People want content. Consumers want content. They’re more than willing to read branded content and interact with brands that publish and share content which is meaningful to them. The trick for brands is finding out what kind of content their target audiences want. It takes time to research your target audience and to effectively segment them based on their buyer personas and their position in the marketing funnel. These days we have more access than ever to the data and conversations we need in order to identify what our targeted audiences want.

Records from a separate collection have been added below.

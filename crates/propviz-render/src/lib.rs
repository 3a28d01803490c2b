//! Rendering for propviz.
//!
//! Everything here is pure: inputs are scene data plus the active
//! coordinate transform, outputs are rasters, draw lists and path data
//! that a presentation layer blits or strokes as-is.

pub mod heatmap;
pub mod profile;
pub mod raster;
pub mod scene_layer;

pub use heatmap::{DrawOutcome, HeatBand, HeatmapCompositor, HeatmapParams};
pub use profile::{ProfileLayout, ProfilePaths};
pub use raster::Raster;
pub use scene_layer::{DrawList, Glyph, LineKind, SceneLine};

Content is a Catalyst for Conversation
As social search nips at the heels of search engines, as a leading source for driving visitors to websites, the value of quality content has increased exponentially. Tried-and-true SEO techniques no longer work, and businesses, publishers, and brands are scrambling to recover after Google’s most recent algorithm changes. Today, great content is the catalyst for the most powerful and far-reaching form of word-of-mouth marketing. Useful, credible, and meaningful content has the potential to get more exposure for a brand than a multi-million dollar advertising campaign.
Back to Marketing Basics
Remember the fundamentals of marketing. Consumers don’t care about you or your brand. They care about how you and their brand can help solve their problems or make their lives better or easier. Your content needs to do the same thing. Content is the catalyst to conversation that drives word-of-mouth marketing, brand awareness, and purchases. A weak catalyst won’t drive the conversations that leads to sales. Instead, develop a strong content catalyst, and you’ll see your content marketing results improve.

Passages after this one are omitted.